2) versatility = card has the potential to do multiple things, but may require additional support within the deck to achieve anything in particular.
3) role compression = minimizing the deck space required to reliably perform an action toward your deck's goals. The focus here is on fulfilling all of deck building requirements of your overall strategy within the 100 cards you are allowed.
12:00 as a proud member of the Scrungus-Angie subcommunity on Myspace, you've made an enemy for life, Snail! We play Scrungus-only decks, and the Scrungus count just went to 1! Better watch your back next time you see an Angie, buddy! /s
i love goofy magic decks... i like your videos because they make me question my notions on why I like to build my decks the way I do
I definitely agree the biggest concern when running mass discard is that you’ll knock decks with low resource gain out of contention while rewarding any deck whose theme is “draw a card”
Small criticism of just the overall video. Please use a grey or at least not pure white background. Makes watching it in bed at night really taxing haha
Oh no, the dreaded day has come. The Snail has combined my favorite EDH approach - warping how everyone is playing the game - with the one strat that will consistently make me salty - repeated discard.
This is partially why Zurzoth is my favorite deck; I don't take away resources from hand, you just can't be sure which ones will be left when I'm done.
I have been searching for this archetype for so long…I’ve built many many decks trying to capture this feeling. I appreciate your breakdown so much. Please keep doing what you’re doing
2:39 a note on statistics that archidekt doesn't account for: mulligans. If you have a 75% chance of drawing at least one of a card type in your opening hand (not the exact example here, but bear with me), your chance of seeing at least one of those cards in *either your opening hand or first mulligan is 0.75 + 0.75 x (1 - 0.75) = about 94%.*
I love the vibes of building decks without general engines and have tried for a rakdos discard slugfest theme before. This looks fun enough to try out exactly as you have it.
The more I hear about your deckbuilding and play mindset the more I resonate with it. Hope your influence continues to grow in the community!
The concept of compactness is actually just so great. Feels like it's gonna help understand my decks going forward quite a lot.

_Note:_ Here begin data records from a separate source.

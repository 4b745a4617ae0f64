use crate::app_config::{AppConfig, Environment, SmtpConfig, TwilioConfig};
use crate::ConfigError;

/// Load application configuration from environment variables.
///
/// Calls `dotenvy::dotenv().ok()` to load `.env` files before reading env vars.
///
/// # Errors
///
/// Returns `ConfigError` if required env vars are missing or values are invalid.
pub fn load_app_config() -> Result<AppConfig, ConfigError> {
    dotenvy::dotenv().ok();
    load_app_config_from_env()
}

/// Load application configuration from environment variables already in the process.
///
/// Unlike [`load_app_config`], this does NOT load `.env` files.
///
/// # Errors
///
/// Returns `ConfigError` if required env vars are missing or values are invalid.
pub fn load_app_config_from_env() -> Result<AppConfig, ConfigError> {
    build_app_config(|key| std::env::var(key))
}

/// Build application configuration using the provided env-var lookup function.
///
/// Decoupled from the process environment so it can be tested with a plain
/// `HashMap` lookup.
fn build_app_config<F>(lookup: F) -> Result<AppConfig, ConfigError>
where
    F: Fn(&str) -> Result<String, std::env::VarError>,
{
    use std::net::SocketAddr;
    use std::path::PathBuf;

    let require = |var: &str| -> Result<String, ConfigError> {
        lookup(var)
            .ok()
            .filter(|v| !v.trim().is_empty())
            .ok_or_else(|| ConfigError::MissingEnvVar(var.to_string()))
    };

    let optional = |var: &str| -> Option<String> {
        lookup(var).ok().filter(|v| !v.trim().is_empty())
    };

    let or_default = |var: &str, default: &str| -> String {
        lookup(var).unwrap_or_else(|_| default.to_string())
    };

    let parse_num = |var: &str, default: &str| -> Result<u64, ConfigError> {
        let raw = or_default(var, default);
        raw.trim()
            .parse::<u64>()
            .map_err(|e| ConfigError::InvalidEnvVar {
                var: var.to_string(),
                reason: e.to_string(),
            })
    };

    let narrow = |var: &str, value: u64| -> ConfigError {
        ConfigError::InvalidEnvVar {
            var: var.to_string(),
            reason: format!("{value} is out of range"),
        }
    };

    let database_url = require("DATABASE_URL")?;
    let jwt_secret = require("BUTCHER_JWT_SECRET")?;

    let env = parse_environment(&or_default("BUTCHER_ENV", "development"));

    let raw_bind = or_default("BUTCHER_BIND_ADDR", "0.0.0.0:5001");
    let bind_addr = raw_bind
        .parse::<SocketAddr>()
        .map_err(|e| ConfigError::InvalidEnvVar {
            var: "BUTCHER_BIND_ADDR".to_string(),
            reason: e.to_string(),
        })?;

    let log_level = or_default("BUTCHER_LOG_LEVEL", "info");

    let jwt_ttl_raw = parse_num("BUTCHER_JWT_TTL_HOURS", "168")?;
    let jwt_ttl_hours =
        i64::try_from(jwt_ttl_raw).map_err(|_| narrow("BUTCHER_JWT_TTL_HOURS", jwt_ttl_raw))?;
    if jwt_ttl_hours == 0 {
        return Err(ConfigError::InvalidEnvVar {
            var: "BUTCHER_JWT_TTL_HOURS".to_string(),
            reason: "must be at least 1".to_string(),
        });
    }

    let upload_dir = PathBuf::from(or_default("BUTCHER_UPLOAD_DIR", "./uploads"));
    let max_upload_raw = parse_num("BUTCHER_MAX_UPLOAD_BYTES", "5242880")?;
    let max_upload_bytes = usize::try_from(max_upload_raw)
        .map_err(|_| narrow("BUTCHER_MAX_UPLOAD_BYTES", max_upload_raw))?;
    let public_base_url = or_default("BUTCHER_PUBLIC_BASE_URL", "http://localhost:5001")
        .trim_end_matches('/')
        .to_string();
    let cors_origin = optional("BUTCHER_CORS_ORIGIN");

    let max_conn = parse_num("BUTCHER_DB_MAX_CONNECTIONS", "10")?;
    let db_max_connections =
        u32::try_from(max_conn).map_err(|_| narrow("BUTCHER_DB_MAX_CONNECTIONS", max_conn))?;
    let min_conn = parse_num("BUTCHER_DB_MIN_CONNECTIONS", "1")?;
    let db_min_connections =
        u32::try_from(min_conn).map_err(|_| narrow("BUTCHER_DB_MIN_CONNECTIONS", min_conn))?;
    let db_acquire_timeout_secs = parse_num("BUTCHER_DB_ACQUIRE_TIMEOUT_SECS", "10")?;

    let smtp = match (optional("SMTP_HOST"), optional("SMTP_PASSWORD")) {
        (Some(host), Some(password)) => {
            let port_raw = parse_num("SMTP_PORT", "465")?;
            let port = u16::try_from(port_raw).map_err(|_| narrow("SMTP_PORT", port_raw))?;
            let username = optional("SMTP_USERNAME").unwrap_or_default();
            let from = optional("SMTP_FROM")
                .unwrap_or_else(|| format!("Butcher Shop <{username}>"));
            Some(SmtpConfig {
                host,
                port,
                username,
                password,
                from,
            })
        }
        _ => None,
    };

    let twilio = match (
        optional("TWILIO_ACCOUNT_SID"),
        optional("TWILIO_AUTH_TOKEN"),
        optional("TWILIO_WHATSAPP_FROM"),
    ) {
        (Some(account_sid), Some(auth_token), Some(whatsapp_from)) => Some(TwilioConfig {
            account_sid,
            auth_token,
            whatsapp_from,
        }),
        _ => None,
    };

    let notify_timeout_secs = parse_num("BUTCHER_NOTIFY_TIMEOUT_SECS", "30")?;
    let retries_raw = parse_num("BUTCHER_NOTIFY_MAX_RETRIES", "2")?;
    let notify_max_retries = u32::try_from(retries_raw)
        .map_err(|_| narrow("BUTCHER_NOTIFY_MAX_RETRIES", retries_raw))?;

    Ok(AppConfig {
        database_url,
        env,
        bind_addr,
        log_level,
        jwt_secret,
        jwt_ttl_hours,
        upload_dir,
        max_upload_bytes,
        public_base_url,
        cors_origin,
        db_max_connections,
        db_min_connections,
        db_acquire_timeout_secs,
        smtp,
        twilio,
        notify_timeout_secs,
        notify_max_retries,
    })
}

/// Parse a string into an `Environment` variant.
///
/// Unrecognized values default to `Environment::Development`.
fn parse_environment(s: &str) -> Environment {
    match s {
        "production" => Environment::Production,
        "test" => Environment::Test,
        _ => Environment::Development,
    }
}

#[cfg(test)]
#[path = "config_test.rs"]
mod tests;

This is genuinely a really insightful video. I love rakdos, and have 9 paper rakdos decks. I too wanted to create a discard deck, but struggled with the social implications. I ended up going down a wheels rabbit hole, where discarding doesn't feel as bad when they are being replaced with other cards. The commander is Bladewing deathless tyrant, so I can benefit from filling my grave with wheels, and then has a zombie tribal / reanimator sub theme to close the game out. I'm glad you found a deck that worked well for you, and malfegor is one hell of a commander.
So early I'm chilling with people saying first like it's 2004
First
first
Congrats on the 50k! Well deserved.
15:23 - this is, in general, my criticism of most stax-like playstyles that can hinder the self-balance of the 3v1 that commander normally relies upon. Stax and burn are often the biggest offenders when it comes to kingmaking, and I appreciate that this facet didn't fall under the radar.

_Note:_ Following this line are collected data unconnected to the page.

//! Product image uploads, stored on local disk and served under `/uploads`.

use std::io::ErrorKind;

use axum::{
    extract::{multipart::Field, Multipart, State},
    http::StatusCode,
    Extension, Json,
};
use serde::Serialize;
use uuid::Uuid;

use crate::middleware::RequestId;

use super::{ApiError, ApiResponse, AppState, UploadSettings, MAX_IMAGES_PER_UPLOAD};

#[derive(Debug, Serialize)]
pub(super) struct UploadedImage {
    url: String,
    filename: String,
    size: usize,
}

/// File extension for an accepted image content type.
fn image_extension(content_type: &str) -> Option<&'static str> {
    match content_type {
        "image/jpeg" | "image/jpg" => Some("jpg"),
        "image/png" => Some("png"),
        "image/gif" => Some("gif"),
        "image/webp" => Some("webp"),
        _ => None,
    }
}

/// Name of a file this server stored, given one of its public URLs.
///
/// Anything that could escape the upload directory yields `None`.
fn uploaded_file_name(url: &str) -> Option<&str> {
    let (_, name) = url.rsplit_once("/uploads/")?;
    let safe = !name.is_empty()
        && !name.starts_with('.')
        && !name.contains(['/', '\\'])
        && name != "..";
    safe.then_some(name)
}

fn multipart_error(rid: &str, error: &axum::extract::multipart::MultipartError) -> ApiError {
    if error.status() == StatusCode::PAYLOAD_TOO_LARGE {
        ApiError::new(rid, "payload_too_large", "upload exceeds the size limit")
    } else {
        ApiError::new(rid, "bad_request", error.body_text())
    }
}

async fn store_image(
    settings: &UploadSettings,
    rid: &str,
    field: Field<'_>,
) -> Result<UploadedImage, ApiError> {
    let extension = field
        .content_type()
        .and_then(image_extension)
        .ok_or_else(|| {
            ApiError::validation(rid, "only jpeg, png, gif and webp images are allowed")
        })?;

    let bytes = field.bytes().await.map_err(|e| multipart_error(rid, &e))?;
    if bytes.is_empty() {
        return Err(ApiError::validation(rid, "uploaded file is empty"));
    }
    if bytes.len() > settings.max_bytes {
        return Err(ApiError::new(
            rid,
            "payload_too_large",
            format!("images are limited to {} bytes", settings.max_bytes),
        ));
    }

    let filename = format!("{}.{extension}", Uuid::new_v4());
    let write = async {
        tokio::fs::create_dir_all(&settings.dir).await?;
        tokio::fs::write(settings.dir.join(&filename), &bytes).await
    };
    write.await.map_err(|e| {
        tracing::error!(error = %e, dir = %settings.dir.display(), "failed to store upload");
        ApiError::new(rid, "internal_error", "failed to store upload")
    })?;

    tracing::info!(%filename, size = bytes.len(), "image uploaded");
    Ok(UploadedImage {
        url: format!("{}/uploads/{filename}", settings.public_base_url),
        filename,
        size: bytes.len(),
    })
}

/// POST /api/v1/uploads/image: one file in the `image` field.
pub(in crate::api) async fn upload_image(
    State(state): State<AppState>,
    Extension(req_id): Extension<RequestId>,
    mut multipart: Multipart,
) -> Result<(StatusCode, Json<ApiResponse<UploadedImage>>), ApiError> {
    let rid = &req_id.0;

    while let Some(field) = multipart
        .next_field()
        .await
        .map_err(|e| multipart_error(rid, &e))?
    {
        if field.name() == Some("image") {
            let image = store_image(&state.uploads, rid, field).await?;
            return Ok((StatusCode::CREATED, ApiResponse::json(req_id.0, image)));
        }
    }

    Err(ApiError::validation(rid, "no file uploaded"))
}

/// POST /api/v1/uploads/images: up to five files in the `images` field.
pub(in crate::api) async fn upload_images(
    State(state): State<AppState>,
    Extension(req_id): Extension<RequestId>,
    mut multipart: Multipart,
) -> Result<(StatusCode, Json<ApiResponse<Vec<UploadedImage>>>), ApiError> {
    let rid = &req_id.0;
    let mut stored = Vec::new();

    while let Some(field) = multipart
        .next_field()
        .await
        .map_err(|e| multipart_error(rid, &e))?
    {
        if field.name() != Some("images") {
            continue;
        }
        if stored.len() == MAX_IMAGES_PER_UPLOAD {
            remove_files(&state.uploads, &file_names(&stored)).await;
            return Err(ApiError::validation(
                rid,
                format!("at most {MAX_IMAGES_PER_UPLOAD} images per upload"),
            ));
        }
        match store_image(&state.uploads, rid, field).await {
            Ok(image) => stored.push(image),
            Err(e) => {
                remove_files(&state.uploads, &file_names(&stored)).await;
                return Err(e);
            }
        }
    }

    if stored.is_empty() {
        return Err(ApiError::validation(rid, "no files uploaded"));
    }
    Ok((StatusCode::CREATED, ApiResponse::json(req_id.0, stored)))
}

fn file_names(images: &[UploadedImage]) -> Vec<String> {
    images.iter().map(|image| image.filename.clone()).collect()
}

/// Deletes the files behind product image URLs that point at this server.
///
/// Returns how many files were removed. Failures are logged, never raised.
pub(super) async fn remove_uploaded_files(settings: &UploadSettings, urls: &[String]) -> usize {
    let names: Vec<String> = urls
        .iter()
        .filter_map(|url| uploaded_file_name(url))
        .map(ToOwned::to_owned)
        .collect();
    remove_files(settings, &names).await
}

async fn remove_files(settings: &UploadSettings, names: &[String]) -> usize {
    let mut removed = 0;
    for name in names {
        match tokio::fs::remove_file(settings.dir.join(name)).await {
            Ok(()) => removed += 1,
            Err(e) if e.kind() == ErrorKind::NotFound => {}
            Err(e) => tracing::warn!(error = %e, file = %name, "failed to delete uploaded image"),
        }
    }
    removed
}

A small instinct says that perhaps some selective group hug effects, like scheming symmetry, and wishclaw talisman can help the table to pivot towards finding a critical answer. Could also be a fun home for a couple new bloomburrow gift cards, like Cruelclaw's Heist, and Consumed by Greed. 16:06 - instead of lamenting rakdos's poor enchantment removal, find ways to enable and politic with the player at the table who DOES have excellent enchantment removal.

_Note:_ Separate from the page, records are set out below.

use axum::{
    extract::{Path, State},
    Extension, Json,
};
use butcher_core::Role;
use butcher_db::UserRow;
use chrono::{DateTime, Utc};
use serde::Serialize;

use crate::middleware::RequestId;

use super::{map_db_error, ApiError, ApiResponse, AppState};

/// Public view of an account; the password hash never leaves the server.
#[derive(Debug, Serialize)]
pub(super) struct UserItem {
    pub id: i64,
    pub first_name: String,
    pub last_name: String,
    pub father_name: String,
    pub email: String,
    pub mobile: String,
    pub role: Role,
    pub is_banned: bool,
    pub created_at: DateTime<Utc>,
}

impl From<UserRow> for UserItem {
    fn from(row: UserRow) -> Self {
        let role = row.role();
        Self {
            id: row.id,
            first_name: row.first_name,
            last_name: row.last_name,
            father_name: row.father_name,
            email: row.email,
            mobile: row.mobile,
            role,
            is_banned: row.is_banned,
            created_at: row.created_at,
        }
    }
}

/// GET /api/v1/users: all customer accounts, newest first.
pub(super) async fn list_users(
    State(state): State<AppState>,
    Extension(req_id): Extension<RequestId>,
) -> Result<Json<ApiResponse<Vec<UserItem>>>, ApiError> {
    let rows = butcher_db::list_customers(&state.pool)
        .await
        .map_err(|e| map_db_error(req_id.0.clone(), &e))?;

    Ok(ApiResponse::json(
        req_id.0,
        rows.into_iter().map(UserItem::from).collect(),
    ))
}

/// PUT /api/v1/users/{id}/ban
pub(super) async fn ban_user(
    State(state): State<AppState>,
    Extension(req_id): Extension<RequestId>,
    Path(id): Path<i64>,
) -> Result<Json<ApiResponse<UserItem>>, ApiError> {
    set_banned(&state, req_id, id, true).await
}

/// PUT /api/v1/users/{id}/unban
pub(super) async fn unban_user(
    State(state): State<AppState>,
    Extension(req_id): Extension<RequestId>,
    Path(id): Path<i64>,
) -> Result<Json<ApiResponse<UserItem>>, ApiError> {
    set_banned(&state, req_id, id, false).await
}

async fn set_banned(
    state: &AppState,
    req_id: RequestId,
    id: i64,
    banned: bool,
) -> Result<Json<ApiResponse<UserItem>>, ApiError> {
    let rid = &req_id.0;
    let user = butcher_db::get_user_by_id(&state.pool, id)
        .await
        .map_err(|e| map_db_error(rid.clone(), &e))?
        .ok_or_else(|| ApiError::not_found(rid, "user"))?;

    if user.is_admin() {
        return Err(ApiError::new(
            rid,
            "forbidden",
            "admin accounts cannot be banned",
        ));
    }

    let row = butcher_db::set_user_banned(&state.pool, user.id, banned)
        .await
        .map_err(|e| map_db_error(rid.clone(), &e))?;
    tracing::info!(user_id = row.id, banned, "user ban status changed");

    Ok(ApiResponse::json(req_id.0, UserItem::from(row)))
}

I have a Seizan Perverter of truth EDH deck. And it has a sub discard theme. I'm not trying to have people have a hand amount of 0. I'm always filling them back up and punishing. But I use lots of thoughtseize type effects to try and look at their sculpted toolboxes. And remove key pieces they want to move ahead. The deck becomes a fun balance of group slug with a constant challenge of "who has a bad poker face and I helped draw into a win" to then take it away.
Fantastic video, really intriguing to see the different layers and thought process behind your deck construction.
This is so cool what the hell! got hooked on you recently and it's so interesting seeing all the creative fresh brews you come up with. Seems super fun and i will be trying this out!
I built a Tergrid deck a couple weeks ago (realized I had it in the binder as well as a bunch of other cards for mono black discard in my collection), haven't got the time to try it with my playgroup yet though, now I wonder if they're gonna hate it lol
This video popping in recommended felt kind of like an oddly specific and well-timed call out xd
I can basically guarantee you they will. Gal is up in the top ten of the EDHREC salt list for a reason
I built a version of the Buffs by Hans deck and it's become one of my favorites. I love your appreciation for decks that subvert the normal midrange beater playstyle. This one looks like a ton of fun and I feel very encouraged to try it out. Thanks for great takes on Magic!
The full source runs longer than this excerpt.